A Lei n. 12.846/13 (Lei Anticorrupção) trouxe oportunas e modernizantes molduras institucionais. Uma delas é a adoção de programas de integridade (art. 7º, VIII), ou compliance, no termo em inglês, pelo qual costuma ser mais veiculado - ou ainda programas de conformidade -, regulamentado pelo Decreto n.8.420/2016. Nele, o capítulo IV é dedicado ao tema, ou seja, a detecção e o saneamento de desvios, fraudes, irregularidades e ilicitudes praticados contra a administração pública nacional ou estrangeira. A Lei significa que deve haver severo esforço para que as empresas desenvolvam um sistema capaz de detectar com eficiência e agir com eficácia à falta de comprometimento integral às regras, práticas e valores de confiança recíproca entre agentes públicos e privados, em especial, e incentivar a correção e a denúncia de práticas e comportamentos desviantes de uma cultura ética ou moralmente degradante à imagem de justiça e à confiança nas instituições, que termina por acovardar as relações econômicas e leva à opacidade tanto a boa conduta e o “jogo limpo” na área de negócios, empresarial e governamental e, no limite, das relações que caracterizam uma sociedade, uma Nação.

A atenção da Enccla nesse assunto tomou forma na Ação 3/2015. Com a edição do mencionado Decreto, em especial nos capítulos que prenunciam a integridade empresarial, e a Portaria n. 909 da CGU, ficou claro aos órgãos públicos que era preciso um esforço compartilhado, uma junção dos conhecimentos, das práticas e o relato de casos. As reuniões demonstraram que a visão e a experiência institucional de cada órgão que colaborou na ocasião foram cruciais para o produto apresentado: a definição do que NÃO deve faltar em um programa de integridade (compliance) e o que podemos considerar boas práticas.

Em 2015, a preocupação da Enccla esteve voltada para um aspecto muito importante para o bom emprego da nova legislação: o que deve ser levado em conta ao avaliar o conteúdo, governança, praticidade e eficiência de determinado programa de compliance. Essa avaliação é fundamental para medir o tamanho da multa. Portanto, é necessário apresentar e levar os parâmetros ao conhecimento dos servidores que irão trabalhar no auxílio da comissão processante na análise definidora da dosimetria das sanções a serem aplicadas. Por exemplo, em que medida há o comprometimento da alta direção, a internalização dos códigos de ética e de conduta nas atividades empresariais, a garantia e periodicidade dos programas de treinamento, os controles e o gerenciamento baseado em risco. Conforme trecho do relatório final da Ação 3/2015: “Considerando que a existência de um programa de integridade poderá beneficiar a pessoa jurídica em um possível processo de responsabilização, a fim de guiar correta e satisfatoriamente o trabalho do servidor que irá avaliar o programa e, ainda, considerando a novidade do tema no ordenamento jurídico brasileiro, o grupo elaborou um documento sobre padrões para a avaliação de programas de integridade e boas práticas.”

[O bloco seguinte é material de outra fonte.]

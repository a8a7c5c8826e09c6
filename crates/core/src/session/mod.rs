mod filter;
mod state;

pub use filter::visible_cards;
pub use state::{SessionEvent, SessionPhase, SessionState, SyncIntent};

No entanto, isso é apenas uma parte das demandas da Lei 12.846/13. Sabemos que os órgãos públicos também precisam estabelecer relações comerciais com empresas e prestadores de serviços: compras e aquisições governamentais. Significa dizer que o conceito de compliance necessariamente atinge esse campo. Como fazer com que haja francos incentivos para que empresas de diversos ramos de negócios tratem com o setor governamental?

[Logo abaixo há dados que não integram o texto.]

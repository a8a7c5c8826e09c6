use otocards_core::model::{Card, CardContent, CardId, Category, Difficulty, ProgressRecord};
use sqlx::Row;
use sqlx::sqlite::SqliteRow;

use crate::repository::StorageError;

pub(crate) fn ser<E: core::fmt::Display>(e: E) -> StorageError {
    StorageError::Serialization(e.to_string())
}

pub(crate) fn map_card_row(row: &SqliteRow) -> Result<Card, StorageError> {
    let category: Category = row
        .try_get::<String, _>("category")
        .map_err(ser)?
        .parse()
        .map_err(ser)?;
    let difficulty: Difficulty = row
        .try_get::<String, _>("difficulty")
        .map_err(ser)?
        .parse()
        .map_err(ser)?;

    let seq_i64: i64 = row.try_get("seq").map_err(ser)?;
    let seq = u32::try_from(seq_i64)
        .map_err(|_| StorageError::Serialization(format!("invalid seq: {seq_i64}")))?;

    let content: CardContent =
        serde_json::from_str(&row.try_get::<String, _>("content").map_err(ser)?).map_err(ser)?;

    Ok(Card {
        id: CardId::new(row.try_get::<String, _>("id").map_err(ser)?),
        stack: row.try_get("stack").map_err(ser)?,
        category,
        difficulty,
        seq,
        content,
    })
}

pub(crate) fn map_progress_row(
    row: &SqliteRow,
) -> Result<(CardId, ProgressRecord), StorageError> {
    let card_id = CardId::new(row.try_get::<String, _>("card_id").map_err(ser)?);

    let times_seen_i64: i64 = row.try_get("times_seen").map_err(ser)?;
    let times_seen = u32::try_from(times_seen_i64).map_err(|_| {
        StorageError::Serialization(format!("invalid times_seen: {times_seen_i64}"))
    })?;

    let difficulty_rating = row
        .try_get::<Option<i64>, _>("difficulty_rating")
        .map_err(ser)?
        .map(|raw| {
            u8::try_from(raw)
                .map_err(|_| StorageError::Serialization(format!("invalid rating: {raw}")))
        })
        .transpose()?;

    let record = ProgressRecord {
        bookmarked: row.try_get::<bool, _>("bookmarked").map_err(ser)?,
        completed: row.try_get::<bool, _>("completed").map_err(ser)?,
        difficulty_rating,
        times_seen,
        last_seen_at: row.try_get("last_seen_at").map_err(ser)?,
    };

    Ok((card_id, record))
}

Essa é a preocupação da Ação 5/2016. Não se trata de um desdobramento da Ação-prima de 2015, mas da aplicação do mesmo esforço característico das atividades da Estratégia para pensar e constituir a forma sobre como esses incentivos possam surgir e serem efetivos. Por isso, nesse momento, o grupo resolveu estudar propostas de pequenas alterações à Lei Anticorrupção que tenham o condão de reconhecer a efetividade de programas de integridade pelas empresas que contratam com a Administração Pública.